O Homem-Formiga sempre foi um pouco deslocado dentro da megalomania do MCU e a ironia está contida na consciência do personagem disto, assim como os envolvidos nas produções do herói. Nada ilustra mais isto do que a abertura ao estilo comédia familiar do longa, uma referência divertida com Paul Rudd andando pelas ruas servindo de narrador da própria vida no pós-Ultimato, inclusive brincado com este anonimato ao ser confundido com o Homem-Aranha - e ganhando lanches gratuitos de uma padaria devido a isso. 

Por algum período, foi esta a maior fonte de indiferença ou desinteresse com os capítulos solos do formigoso, com bilheterias bem aquém do restante mais grandioso deste universo. Não que se destacassem muito como narrativas, mas restava um charme nestas histórias em escala diminuta - apesar dos poderes do protagonista - que brincam muito com gêneros mais simplórios e tramas que conseguem estabelecer mais intimidade com suas figuras e focar bastante numa dinâmica familiar, sem necessariamente ter de mencionar outros grandes heróis e vilões.


Por mais que Peyton Reed inicie o longa focando nesses aspectos menores, a introdução que nos coloca à mesa de Scott Lang e seu agora numeroso núcleo, que inclui esposa, filha e sogros em interações com uma dinâmica bastante leve e saborosa de se assistir, são meramente aparatos de cotejo com uma realidade não mais permitida ao herói após os eventos de Endgame, qual esteve intrinsicamente ligado. O multiverso chegou para todos, e no papel de Scott e seu grupo ele está num microcosmo enorme, o Reino Quântico. 

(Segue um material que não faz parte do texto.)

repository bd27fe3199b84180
use std::net::{IpAddr, Ipv4Addr};
use std::str::FromStr;

use crate::game::constants::sim::TICK_RATE;

/// Server configuration
#[derive(Debug, Clone)]
pub struct ServerConfig {
    /// Address to bind the server to
    pub bind_address: IpAddr,
    /// Port to listen on
    pub port: u16,
    /// Port of the metrics HTTP endpoint
    pub metrics_port: u16,
    /// Expected peak of concurrent arenas. Crossing it is logged and
    /// counted; joins are never refused because of it.
    pub max_rooms: usize,
    /// Identities admitted per arena
    pub room_capacity: usize,
    /// Simulation ticks per second
    pub tick_rate: u32,
    /// Grace period before a disconnected identity is dropped
    pub identity_expiry_ms: u64,
    /// Medium tier cadence (ship roster)
    pub ship_broadcast_ms: u64,
    /// Low tier cadence (supplies and floating attachments)
    pub supply_broadcast_ms: u64,
    /// Ultra-low tier cadence (stats and consistency sweep)
    pub stats_broadcast_ms: u64,
    pub map_width: f32,
    pub map_height: f32,
    /// Path to TLS certificate file
    pub tls_cert_path: Option<String>,
    /// Path to TLS key file
    pub tls_key_path: Option<String>,
}

impl Default for ServerConfig {
    fn default() -> Self {
        Self {
            bind_address: IpAddr::V4(Ipv4Addr::new(0, 0, 0, 0)),
            port: 4433,
            metrics_port: 9090,
            max_rooms: 100,
            room_capacity: 4,
            tick_rate: TICK_RATE,
            identity_expiry_ms: 30_000,
            ship_broadcast_ms: 33,
            supply_broadcast_ms: 66,
            stats_broadcast_ms: 1_000,
            map_width: 3_200.0,
            map_height: 3_200.0,
            tls_cert_path: None,
            tls_key_path: None,
        }
    }
}

/// Parse `name` into `target` if set; warn and keep the default otherwise
fn read_env<T: FromStr>(name: &str, target: &mut T, valid: impl Fn(&T) -> bool) {
    let Ok(raw) = std::env::var(name) else {
        return;
    };
    match raw.parse::<T>() {
        Ok(parsed) if valid(&parsed) => *target = parsed,
        Ok(_) => tracing::warn!("{} '{}' is out of range, using default", name, raw),
        Err(_) => tracing::warn!("Invalid {} '{}', using default", name, raw),
    }
}

impl ServerConfig {
    /// Load config from environment or use defaults
    pub fn load_or_default() -> Self {
        let mut config = Self::default();

        read_env("BIND_ADDRESS", &mut config.bind_address, |_| true);
        read_env("PORT", &mut config.port, |p| *p > 0);
        read_env("METRICS_PORT", &mut config.metrics_port, |p| *p > 0);
        read_env("MAX_ROOMS", &mut config.max_rooms, |n| (1..=10_000).contains(n));
        read_env("ROOM_CAPACITY", &mut config.room_capacity, |n| (1..=256).contains(n));
        read_env("TICK_RATE", &mut config.tick_rate, |n| (1..=240).contains(n));
        read_env("IDENTITY_EXPIRY_MS", &mut config.identity_expiry_ms, |n| *n > 0);
        read_env("SHIP_BROADCAST_MS", &mut config.ship_broadcast_ms, |n| *n > 0);
        read_env("SUPPLY_BROADCAST_MS", &mut config.supply_broadcast_ms, |n| *n > 0);
        read_env("STATS_BROADCAST_MS", &mut config.stats_broadcast_ms, |n| *n > 0);
        read_env("MAP_WIDTH", &mut config.map_width, |w| w.is_finite() && *w >= 256.0);
        read_env("MAP_HEIGHT", &mut config.map_height, |h| h.is_finite() && *h >= 256.0);

        if let Ok(cert_path) = std::env::var("TLS_CERT_PATH") {
            config.tls_cert_path = Some(cert_path);
        }

        if let Ok(key_path) = std::env::var("TLS_KEY_PATH") {
            config.tls_key_path = Some(key_path);
        }

        config
    }

    /// Tick period in whole milliseconds
    pub fn tick_ms(&self) -> u64 {
        (1000 / self.tick_rate.max(1) as u64).max(1)
    }

    /// Validate configuration after loading
    pub fn validate(&self) -> Result<(), String> {
        if self.port == 0 {
            return Err("Port cannot be 0".to_string());
        }
        if self.port == self.metrics_port {
            return Err("metrics_port must differ from port".to_string());
        }
        if self.max_rooms == 0 {
            return Err("max_rooms must be at least 1".to_string());
        }
        if self.room_capacity == 0 {
            return Err("room_capacity must be at least 1".to_string());
        }
        if self.tick_rate == 0 {
            return Err("tick_rate must be at least 1".to_string());
        }
        if self.ship_broadcast_ms > self.supply_broadcast_ms
            || self.supply_broadcast_ms > self.stats_broadcast_ms
        {
            return Err("broadcast tiers must be ordered ship <= supply <= stats".to_string());
        }
        if self.tls_cert_path.is_some() != self.tls_key_path.is_some() {
            return Err("TLS_CERT_PATH and TLS_KEY_PATH must be set together".to_string());
        }
        Ok(())
    }
}
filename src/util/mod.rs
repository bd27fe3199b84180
pub mod vec2;
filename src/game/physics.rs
//! Rigid-body service boundary
//!
//! The arena never integrates motion itself. It talks to a [`PhysicsService`]
//! through a narrow interface and reacts to the collision events it drains.
//! [`KinematicWorld`] is the in-process implementation: Euler integration
//! with drag, map bounds and contact-begin overlap detection.

use hashbrown::{HashMap, HashSet};

use crate::game::attachment::AttachmentId;
use crate::game::constants::sim::{DRAG, MAX_VELOCITY};
use crate::game::map::MapHandle;
use crate::game::spatial::{SpatialEntry, SpatialGrid};
use crate::game::state::{BulletId, ShipId, SupplyId};
use crate::util::vec2::Vec2;

/// Identifies a body registered with the physics service
#[derive(Debug, Clone, Copy, PartialEq, Eq, Hash, PartialOrd, Ord)]
pub enum BodyHandle {
    Ship(ShipId),
    Bullet(BulletId),
    Supply(SupplyId),
    Attachment(AttachmentId),
}

/// Initial state of a body
#[derive(Debug, Clone, Copy)]
pub struct BodyDesc {
    pub location: Vec2,
    pub velocity: Vec2,
    pub rotation: f32,
    pub radius: f32,
}

/// Collision events reported to the combat resolver
#[derive(Debug, Clone, Copy, PartialEq)]
pub enum Collision {
    BulletShip { bullet: BulletId, ship: ShipId },
    BulletMap { bullet: BulletId },
    ShipSupply { ship: ShipId, supply: SupplyId },
    ShipShip { a: ShipId, b: ShipId, relative_speed: f32 },
    ShipAttachment { ship: ShipId, attachment: AttachmentId },
}

/// Narrow interface to the rigid-body simulation
pub trait PhysicsService: Send {
    fn insert_body(&mut self, handle: BodyHandle, body: BodyDesc);

    /// Returns false if the body was not registered
    fn remove_body(&mut self, handle: BodyHandle) -> bool;

    /// Replace a body's velocity
    fn apply_velocity(&mut self, handle: BodyHandle, velocity: Vec2) -> bool;

    fn location(&self, handle: BodyHandle) -> Option<Vec2>;

    fn velocity(&self, handle: BodyHandle) -> Option<Vec2>;

    fn rotation(&self, handle: BodyHandle) -> Option<f32>;

    fn set_rotation(&mut self, handle: BodyHandle, degrees: f32) -> bool;

    /// Advance the simulation by `dt_ms`
    fn step(&mut self, dt_ms: u64);

    /// Collision events produced since the last drain
    fn drain_collisions(&mut self) -> Vec<Collision>;

    fn body_count(&self) -> usize;
}

#[derive(Debug, Clone, Copy)]
struct Body {
    location: Vec2,
    velocity: Vec2,
    rotation: f32,
    radius: f32,
}

/// Minimal kinematic stand-in for a rigid-body engine
#[derive(Debug)]
pub struct KinematicWorld {
    map: MapHandle,
    bodies: HashMap<BodyHandle, Body>,
    /// Pairs currently overlapping, ordered (lo, hi)
    contacts: HashSet<(BodyHandle, BodyHandle)>,
    grid: SpatialGrid,
    events: Vec<Collision>,
}

impl KinematicWorld {
    pub fn new(map: MapHandle) -> Self {
        Self {
            map,
            bodies: HashMap::new(),
            contacts: HashSet::new(),
            grid: SpatialGrid::default(),
            events: Vec::new(),
        }
    }

    fn ordered(a: BodyHandle, b: BodyHandle) -> (BodyHandle, BodyHandle) {
        if a <= b {
            (a, b)
        } else {
            (b, a)
        }
    }

    fn overlaps(a: &Body, b: &Body) -> bool {
        let reach = a.radius + b.radius;
        a.location.distance_sq_to(b.location) <= reach * reach
    }

    /// Classify a pair into a collision event, if the pair is one the
    /// resolver cares about
    fn classify(&self, a: BodyHandle, b: BodyHandle) -> Option<Collision> {
        use BodyHandle::*;
        match (a, b) {
            (Bullet(bullet), Ship(ship)) | (Ship(ship), Bullet(bullet)) => {
                Some(Collision::BulletShip { bullet, ship })
            }
            (Ship(ship), Supply(supply)) | (Supply(supply), Ship(ship)) => {
                Some(Collision::ShipSupply { ship, supply })
            }
            (Ship(ship), Attachment(attachment)) | (Attachment(attachment), Ship(ship)) => {
                Some(Collision::ShipAttachment { ship, attachment })
            }
            (Ship(first), Ship(second)) => {
                let va = self.bodies.get(&a)?.velocity;
                let vb = self.bodies.get(&b)?.velocity;
                Some(Collision::ShipShip {
                    a: first,
                    b: second,
                    relative_speed: (va - vb).length(),
                })
            }
            _ => None,
        }
    }

    fn rebuild_grid(&mut self) {
        self.grid.clear();
        for (handle, body) in &self.bodies {
            self.grid.insert(SpatialEntry {
                handle: *handle,
                position: body.location,
                radius: body.radius,
            });
        }
    }
}

impl PhysicsService for KinematicWorld {
    fn insert_body(&mut self, handle: BodyHandle, body: BodyDesc) {
        let body = Body {
            location: body.location,
            velocity: body.velocity.clamp_length(MAX_VELOCITY),
            rotation: body.rotation,
            radius: body.radius,
        };

        // Bodies already touching at insertion are not a new contact
        for (other_handle, other) in &self.bodies {
            if *other_handle != handle && Self::overlaps(&body, other) {
                self.contacts.insert(Self::ordered(handle, *other_handle));
            }
        }
        self.bodies.insert(handle, body);
    }

    fn remove_body(&mut self, handle: BodyHandle) -> bool {
        self.contacts.retain(|(a, b)| *a != handle && *b != handle);
        self.bodies.remove(&handle).is_some()
    }

    fn apply_velocity(&mut self, handle: BodyHandle, velocity: Vec2) -> bool {
        match self.bodies.get_mut(&handle) {
            Some(body) if velocity.is_finite() => {
                body.velocity = velocity.clamp_length(MAX_VELOCITY);
                true
            }
            _ => false,
        }
    }

    fn location(&self, handle: BodyHandle) -> Option<Vec2> {
        self.bodies.get(&handle).map(|b| b.location)
    }

    fn velocity(&self, handle: BodyHandle) -> Option<Vec2> {
        self.bodies.get(&handle).map(|b| b.velocity)
    }

    fn rotation(&self, handle: BodyHandle) -> Option<f32> {
        self.bodies.get(&handle).map(|b| b.rotation)
    }

    fn set_rotation(&mut self, handle: BodyHandle, degrees: f32) -> bool {
        match self.bodies.get_mut(&handle) {
            Some(body) => {
                body.rotation = degrees;
                true
            }
            None => false,
        }
    }

    fn step(&mut self, dt_ms: u64) {
        let dt = dt_ms as f32 / 1000.0;
        let drag_factor = (1.0 - DRAG * dt).max(0.0);
        let map = self.map;
        let mut left_map = Vec::new();

        for (handle, body) in self.bodies.iter_mut() {
            // Bullets fly straight; everything else slows down
            if !matches!(handle, BodyHandle::Bullet(_)) {
                body.velocity *= drag_factor;
            }
            body.velocity = body.velocity.clamp_length(MAX_VELOCITY);
            body.location += body.velocity * dt;

            if !map.contains(body.location, body.radius) {
                match handle {
                    BodyHandle::Bullet(id) => left_map.push(*id),
                    _ => {
                        let (hit_x, hit_y) = map.clamp(&mut body.location, body.radius);
                        if hit_x {
                            body.velocity.x = 0.0;
                        }
                        if hit_y {
                            body.velocity.y = 0.0;
                        }
                    }
                }
            }
        }

        for bullet in left_map {
            self.events.push(Collision::BulletMap { bullet });
        }

        self.rebuild_grid();

        let mut touching = HashSet::with_capacity(self.contacts.len());
        let bodies = &self.bodies;
        self.grid.for_each_potential_pair(|a, b| {
            if a.handle == b.handle {
                return;
            }
            if let (Some(body_a), Some(body_b)) = (bodies.get(&a.handle), bodies.get(&b.handle)) {
                if Self::overlaps(body_a, body_b) {
                    touching.insert(Self::ordered(a.handle, b.handle));
                }
            }
        });

        let mut began: Vec<(BodyHandle, BodyHandle)> = touching
            .iter()
            .filter(|pair| !self.contacts.contains(*pair))
            .copied()
            .collect();
        // Deterministic event order within a step
        began.sort_unstable();

        for (a, b) in began {
            if let Some(event) = self.classify(a, b) {
                self.events.push(event);
            }
        }
        self.contacts = touching;
    }

    fn drain_collisions(&mut self) -> Vec<Collision> {
        std::mem::take(&mut self.events)
    }

    fn body_count(&self) -> usize {
        self.bodies.len()
    }
}
use anyhow::{anyhow, Context, Result};
use base64::{engine::general_purpose::STANDARD, Engine as _};
use ring::digest::{digest, SHA256};
use std::path::Path;
use tracing::info;
use wtransport::Identity;

use crate::config::ServerConfig;

// Dev certificate paths (generated by scripts/gen-dev-cert.rs)
const DEV_CERT_FILE: &str = "certs/cert.pem";
const DEV_KEY_FILE: &str = "certs/key.pem";

/// TLS identity of the WebTransport endpoint
pub struct TlsConfig {
    pub identity: Identity,
    /// Base64-encoded SHA-256 of the leaf certificate (for browser pinning)
    pub cert_hash: String,
}

impl TlsConfig {
    /// Load the configured certificate pair, falling back to the dev pair in certs/
    pub async fn load(config: &ServerConfig) -> Result<Self> {
        if let (Some(cert_path), Some(key_path)) = (&config.tls_cert_path, &config.tls_key_path) {
            info!("Loading TLS certificate from {}", cert_path);
            return Self::load_from_paths(cert_path, key_path).await;
        }

        if Path::new(DEV_CERT_FILE).exists() && Path::new(DEV_KEY_FILE).exists() {
            info!("Loading dev certificate from certs/");
            Self::load_from_paths(DEV_CERT_FILE, DEV_KEY_FILE).await
        } else {
            Err(anyhow!(
                "TLS certificate not found.\n\n\
                For development: run `cargo run --manifest-path scripts/Cargo.toml` to generate certs/.\n\
                For production: set TLS_CERT_PATH and TLS_KEY_PATH."
            ))
        }
    }

    async fn load_from_paths(cert_path: &str, key_path: &str) -> Result<Self> {
        let identity = Identity::load_pemfiles(cert_path, key_path)
            .await
            .with_context(|| format!("Failed to load certificate pair {cert_path} / {key_path}"))?;

        let cert_hash = identity
            .certificate_chain()
            .as_slice()
            .first()
            .map(|cert| cert_hash_of(cert.der()))
            .ok_or_else(|| anyhow!("Certificate chain in {cert_path} is empty"))?;

        info!("Certificate hash: {}", cert_hash);
        Ok(Self {
            identity,
            cert_hash,
        })
    }
}

/// Base64 SHA-256 digest of a DER certificate
pub fn cert_hash_of(der: &[u8]) -> String {
    STANDARD.encode(digest(&SHA256, der).as_ref())
}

Mas o filme não se perde de imediato ao já assumir que não existe mais espaço para o comum no MCU. Dentro desta proposta, o Reino Quântico apresenta uma criatividade visual fascinante ao se bater o olho, menos no ambiente e mais nas criaturas, de formas e estilos curiosos e inventivos, numa homenagem clara a Star Wars - Peyton Reed inclusive dirigiu dois episódios de O Mandaloriano. Mas acaba sendo uma imersão superficial, focada em poucos rostos além da mera observação, demostrando pouco interesse em explorar a geografia do mundo, infelizmente sabotando o trabalho do design de produção e computação gráfica. Sem falar na inexplicável opção por se buscar filtros escuros que buscam um realismo e ofuscam toda a carpintaria visual do longa, prejudicam a visão da ação em tela e deixando o ambiente monocromático e maçante. É como se o MCU fosse magnetizado, atraído irreversivelmente ao genérico. 

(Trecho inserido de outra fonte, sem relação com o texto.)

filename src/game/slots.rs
//! Per-ship attachment ring
//!
//! Eight directional slots stored as a fixed array and addressed by
//! [`SlotLocation`] index. `back` is reserved for thrusters and never takes
//! part in rotation; the other seven positions form the rotating ring.

use smallvec::SmallVec;

use crate::game::attachment::{Attachment, SlotLocation, Transform};
use crate::game::constants::attachment::{ROTATION_DELAY_MS, SLOT_COUNT, THROW_FORCE};
use crate::util::vec2::Vec2;

/// Slots that rotate, in clockwise order starting at `front`
const RING: [SlotLocation; SLOT_COUNT - 1] = [
    SlotLocation::Front,
    SlotLocation::FrontRight,
    SlotLocation::Right,
    SlotLocation::BackRight,
    SlotLocation::BackLeft,
    SlotLocation::Left,
    SlotLocation::FrontLeft,
];

/// Attachments pushed out of their slot by an add
pub type Evicted = SmallVec<[Attachment; 1]>;

/// Rotation direction for [`AttachmentSlots::rotate`]
#[derive(Debug, Clone, Copy, PartialEq, Eq)]
pub enum Rotation {
    Clockwise,
    AntiClockwise,
}

#[derive(Debug, Clone, Default)]
pub struct AttachmentSlots {
    slots: [Option<Attachment>; SLOT_COUNT],
    last_rotation_ms: Option<u64>,
}

impl AttachmentSlots {
    pub fn new() -> Self {
        Self::default()
    }

    pub fn get(&self, location: SlotLocation) -> Option<&Attachment> {
        self.slots[location.index()].as_ref()
    }

    pub fn get_mut(&mut self, location: SlotLocation) -> Option<&mut Attachment> {
        self.slots[location.index()].as_mut()
    }

    pub fn len(&self) -> usize {
        self.slots.iter().filter(|slot| slot.is_some()).count()
    }

    pub fn is_empty(&self) -> bool {
        self.len() == 0
    }

    /// Occupied slots in index order
    pub fn iter(&self) -> impl Iterator<Item = &Attachment> {
        self.slots.iter().flatten()
    }

    pub fn iter_mut(&mut self) -> impl Iterator<Item = &mut Attachment> {
        self.slots.iter_mut().flatten()
    }

    /// Place an attachment. Never rejects: a thruster replaces whatever sits
    /// in `back`, anything else takes the first free ring slot clockwise from
    /// `front`, or evicts `front` when the ring is full.
    pub fn add(&mut self, mut attachment: Attachment) -> Evicted {
        let target = if attachment.kind.is_thruster() {
            SlotLocation::Back
        } else {
            RING.iter()
                .copied()
                .find(|loc| self.slots[loc.index()].is_none())
                .unwrap_or(SlotLocation::Front)
        };

        let mut evicted = Evicted::new();
        if let Some(mut previous) = self.slots[target.index()].take() {
            previous.location = None;
            evicted.push(previous);
        }

        attachment.location = Some(target);
        attachment.is_thrown = false;
        self.slots[target.index()] = Some(attachment);
        evicted
    }

    /// Cyclic shift of the ring by one position. Calls inside the debounce
    /// window after the last successful rotation are ignored.
    pub fn rotate(&mut self, direction: Rotation, now_ms: u64) -> bool {
        if let Some(last) = self.last_rotation_ms {
            if now_ms < last + ROTATION_DELAY_MS {
                return false;
            }
        }
        self.last_rotation_ms = Some(now_ms);

        let mut ring: [Option<Attachment>; SLOT_COUNT - 1] = Default::default();
        for (i, loc) in RING.iter().enumerate() {
            ring[i] = self.slots[loc.index()].take();
        }

        match direction {
            Rotation::Clockwise => ring.rotate_right(1),
            Rotation::AntiClockwise => ring.rotate_left(1),
        }

        for (i, loc) in RING.iter().enumerate() {
            let mut occupant = ring[i].take();
            if let Some(attachment) = occupant.as_mut() {
                attachment.location = Some(*loc);
            }
            self.slots[loc.index()] = occupant;
        }
        true
    }

    pub fn rotate_clockwise(&mut self, now_ms: u64) -> bool {
        self.rotate(Rotation::Clockwise, now_ms)
    }

    pub fn rotate_anticlockwise(&mut self, now_ms: u64) -> bool {
        self.rotate(Rotation::AntiClockwise, now_ms)
    }

    /// Detach the attachment at `location`, handing it the ship's transform
    pub fn remove_at(&mut self, location: SlotLocation, ship: Transform) -> Option<Attachment> {
        let mut attachment = self.slots[location.index()].take()?;
        attachment.location = None;
        attachment.transform = ship;
        Some(attachment)
    }

    /// Detach and launch the attachment along its heading
    pub fn throw_at(&mut self, location: SlotLocation, ship: Transform) -> Option<Attachment> {
        let heading = self
            .get(location)
            .map(|attachment| attachment.heading(ship.rotation))?;
        let mut attachment = self.remove_at(location, ship)?;
        attachment.transform.velocity += Vec2::from_heading(heading) * THROW_FORCE;
        attachment.transform.rotation = heading;
        attachment.is_thrown = true;
        Some(attachment)
    }
}
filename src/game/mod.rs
pub mod arena;
pub mod attachment;
pub mod combat;
pub mod constants;
pub mod map;
pub mod physics;
pub mod registry;
pub mod scheduler;
pub mod slots;
pub mod spatial;
pub mod state;
pub mod timers;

A primeira sabotagem está em como se ignora o próprio reino, tão alardeado por anos dentro do MCU e único em suas características. A se seguir, a introdução de Kang, vivido com pulso por Jonathan Majors, nosso vislumbre cinemático inicial do que virá a ser o vilão das próximas fases da Marvel, perde força a cada nova aparição do personagem, que afinal, se não consegue sustentar as partículas Pym, que rivalidade trará aos Vingadores? O filme, sim, apresenta uma sugestão de resposta a isso, mas parece uma alternativa desesperada de se igualar ao que foi Thanos. Talvez funcione, é claro, mas como apresentação, fica pouco contundente e satisfatória. Faria muito mais sentido como uma aventura autocontida dos heróis deste núcleo da história, já que suas interações são justamente a parte forte da trama, independente de quem esteja incluso. Seja Douglas com Pfeiffer e Lilly ou Rudd com Newton, a nova chegada do MCU, a dinâmica familiar é o que há de mais honesto, crível e emotivo dentro deste terceiro Formigoso, que também fora o aspecto principal dos capítulos anteriores, cada qual em sua fase. 

Ver justamente o que há de mais humano e orgânico no MCU ser dissipado em superlativos que funcionam cada vez menos é um bom reflexo do cinema blockbuster contemporâneo, e que tende a ser seu fim nesta saturação crescente - só ver a repercussão do longa e sua nota no Rotten.